§ **Data for the task**

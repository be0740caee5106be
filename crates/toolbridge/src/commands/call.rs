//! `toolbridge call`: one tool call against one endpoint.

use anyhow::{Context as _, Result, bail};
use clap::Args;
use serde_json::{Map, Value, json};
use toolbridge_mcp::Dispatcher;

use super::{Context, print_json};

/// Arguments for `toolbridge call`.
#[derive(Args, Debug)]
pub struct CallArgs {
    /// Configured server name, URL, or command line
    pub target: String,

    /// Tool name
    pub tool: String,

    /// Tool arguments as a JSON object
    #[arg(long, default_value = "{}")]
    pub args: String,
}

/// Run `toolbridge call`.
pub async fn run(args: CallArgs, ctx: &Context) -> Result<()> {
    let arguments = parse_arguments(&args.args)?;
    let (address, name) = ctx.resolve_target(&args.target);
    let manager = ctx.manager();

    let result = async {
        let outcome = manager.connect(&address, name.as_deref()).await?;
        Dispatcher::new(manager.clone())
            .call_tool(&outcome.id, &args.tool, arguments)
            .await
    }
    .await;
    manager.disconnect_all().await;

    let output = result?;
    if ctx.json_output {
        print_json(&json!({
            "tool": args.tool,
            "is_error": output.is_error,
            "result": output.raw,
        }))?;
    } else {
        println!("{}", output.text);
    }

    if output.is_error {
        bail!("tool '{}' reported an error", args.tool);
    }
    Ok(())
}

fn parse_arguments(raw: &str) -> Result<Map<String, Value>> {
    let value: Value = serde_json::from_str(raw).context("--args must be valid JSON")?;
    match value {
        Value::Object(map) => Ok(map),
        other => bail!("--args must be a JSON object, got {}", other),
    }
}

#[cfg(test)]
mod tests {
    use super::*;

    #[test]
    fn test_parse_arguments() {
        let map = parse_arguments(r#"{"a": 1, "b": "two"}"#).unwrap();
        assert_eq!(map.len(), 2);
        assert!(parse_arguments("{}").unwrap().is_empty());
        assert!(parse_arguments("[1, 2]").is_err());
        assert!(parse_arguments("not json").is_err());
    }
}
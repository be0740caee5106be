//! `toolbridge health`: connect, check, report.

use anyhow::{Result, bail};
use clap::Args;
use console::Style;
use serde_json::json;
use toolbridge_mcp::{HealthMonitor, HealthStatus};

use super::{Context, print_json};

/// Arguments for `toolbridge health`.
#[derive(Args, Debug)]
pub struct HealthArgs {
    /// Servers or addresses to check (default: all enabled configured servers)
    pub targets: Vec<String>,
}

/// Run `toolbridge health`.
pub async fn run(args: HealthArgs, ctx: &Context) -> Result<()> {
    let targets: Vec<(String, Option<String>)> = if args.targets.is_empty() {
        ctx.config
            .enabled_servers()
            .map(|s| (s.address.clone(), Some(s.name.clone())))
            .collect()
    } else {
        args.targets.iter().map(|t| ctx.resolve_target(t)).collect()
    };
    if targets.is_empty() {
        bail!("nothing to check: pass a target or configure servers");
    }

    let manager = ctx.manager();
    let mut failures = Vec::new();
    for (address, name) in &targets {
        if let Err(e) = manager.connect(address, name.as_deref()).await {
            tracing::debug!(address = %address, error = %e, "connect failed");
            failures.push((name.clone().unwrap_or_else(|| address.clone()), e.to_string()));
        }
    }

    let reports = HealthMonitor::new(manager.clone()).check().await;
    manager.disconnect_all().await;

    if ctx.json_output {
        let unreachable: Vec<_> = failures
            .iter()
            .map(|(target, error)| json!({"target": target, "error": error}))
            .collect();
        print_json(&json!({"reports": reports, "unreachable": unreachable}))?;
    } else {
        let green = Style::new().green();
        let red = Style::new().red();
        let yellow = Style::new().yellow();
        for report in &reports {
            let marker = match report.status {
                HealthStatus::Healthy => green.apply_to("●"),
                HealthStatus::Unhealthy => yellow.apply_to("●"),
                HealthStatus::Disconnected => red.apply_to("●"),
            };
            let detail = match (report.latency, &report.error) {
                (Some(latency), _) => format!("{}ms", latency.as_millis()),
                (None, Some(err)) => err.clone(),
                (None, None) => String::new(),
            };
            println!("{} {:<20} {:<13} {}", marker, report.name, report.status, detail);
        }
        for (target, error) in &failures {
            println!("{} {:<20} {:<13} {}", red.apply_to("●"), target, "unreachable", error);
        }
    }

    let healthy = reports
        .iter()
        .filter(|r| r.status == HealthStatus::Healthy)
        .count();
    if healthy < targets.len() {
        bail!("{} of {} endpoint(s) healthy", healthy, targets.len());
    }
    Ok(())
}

§ **The task**
Reproduce the material verbatim, line by line.

§ **Solved exercise**
repository be0740caee5106be
filename crates/toolbridge/src/commands/call.rs
//! `toolbridge call`: one tool call against one endpoint.

use anyhow::{Context as _, Result, bail};
use clap::Args;
use serde_json::{Map, Value, json};
use toolbridge_mcp::Dispatcher;

use super::{Context, print_json};

/// Arguments for `toolbridge call`.
#[derive(Args, Debug)]
pub struct CallArgs {
    /// Configured server name, URL, or command line
    pub target: String,

    /// Tool name
    pub tool: String,

    /// Tool arguments as a JSON object
    #[arg(long, default_value = "{}")]
    pub args: String,
}

/// Run `toolbridge call`.
pub async fn run(args: CallArgs, ctx: &Context) -> Result<()> {
    let arguments = parse_arguments(&args.args)?;
    let (address, name) = ctx.resolve_target(&args.target);
    let manager = ctx.manager();

    let result = async {
        let outcome = manager.connect(&address, name.as_deref()).await?;
        Dispatcher::new(manager.clone())
            .call_tool(&outcome.id, &args.tool, arguments)
            .await
    }
    .await;
    manager.disconnect_all().await;

    let output = result?;
    if ctx.json_output {
        print_json(&json!({
            "tool": args.tool,
            "is_error": output.is_error,
            "result": output.raw,
        }))?;
    } else {
        println!("{}", output.text);
    }

    if output.is_error {
        bail!("tool '{}' reported an error", args.tool);
    }
    Ok(())
}

fn parse_arguments(raw: &str) -> Result<Map<String, Value>> {
    let value: Value = serde_json::from_str(raw).context("--args must be valid JSON")?;
    match value {
        Value::Object(map) => Ok(map),
        other => bail!("--args must be a JSON object, got {}", other),
    }
}

#[cfg(test)]
mod tests {
    use super::*;

    #[test]
    fn test_parse_arguments() {
        let map = parse_arguments(r#"{"a": 1, "b": "two"}"#).unwrap();
        assert_eq!(map.len(), 2);
        assert!(parse_arguments("{}").unwrap().is_empty());
        assert!(parse_arguments("[1, 2]").is_err());
        assert!(parse_arguments("not json").is_err());
    }
}
repository be0740caee5106be
//! `toolbridge health`: connect, check, report.

use anyhow::{Result, bail};
use clap::Args;
use console::Style;
use serde_json::json;
use toolbridge_mcp::{HealthMonitor, HealthStatus};

use super::{Context, print_json};

/// Arguments for `toolbridge health`.
#[derive(Args, Debug)]
pub struct HealthArgs {
    /// Servers or addresses to check (default: all enabled configured servers)
    pub targets: Vec<String>,
}

/// Run `toolbridge health`.
pub async fn run(args: HealthArgs, ctx: &Context) -> Result<()> {
    let targets: Vec<(String, Option<String>)> = if args.targets.is_empty() {
        ctx.config
            .enabled_servers()
            .map(|s| (s.address.clone(), Some(s.name.clone())))
            .collect()
    } else {
        args.targets.iter().map(|t| ctx.resolve_target(t)).collect()
    };
    if targets.is_empty() {
        bail!("nothing to check: pass a target or configure servers");
    }

    let manager = ctx.manager();
    let mut failures = Vec::new();
    for (address, name) in &targets {
        if let Err(e) = manager.connect(address, name.as_deref()).await {
            tracing::debug!(address = %address, error = %e, "connect failed");
            failures.push((name.clone().unwrap_or_else(|| address.clone()), e.to_string()));
        }
    }

    let reports = HealthMonitor::new(manager.clone()).check().await;
    manager.disconnect_all().await;

    if ctx.json_output {
        let unreachable: Vec<_> = failures
            .iter()
            .map(|(target, error)| json!({"target": target, "error": error}))
            .collect();
        print_json(&json!({"reports": reports, "unreachable": unreachable}))?;
    } else {
        let green = Style::new().green();
        let red = Style::new().red();
        let yellow = Style::new().yellow();
        for report in &reports {
            let marker = match report.status {
                HealthStatus::Healthy => green.apply_to("●"),
                HealthStatus::Unhealthy => yellow.apply_to("●"),
                HealthStatus::Disconnected => red.apply_to("●"),
            };
            let detail = match (report.latency, &report.error) {
                (Some(latency), _) => format!("{}ms", latency.as_millis()),
                (None, Some(err)) => err.clone(),
                (None, None) => String::new(),
            };
            println!("{} {:<20} {:<13} {}", marker, report.name, report.status, detail);
        }
        for (target, error) in &failures {
            println!("{} {:<20} {:<13} {}", red.apply_to("●"), target, "unreachable", error);
        }
    }

    let healthy = reports
        .iter()
        .filter(|r| r.status == HealthStatus::Healthy)
        .count();
    if healthy < targets.len() {
        bail!("{} of {} endpoint(s) healthy", healthy, targets.len());
    }
    Ok(())
}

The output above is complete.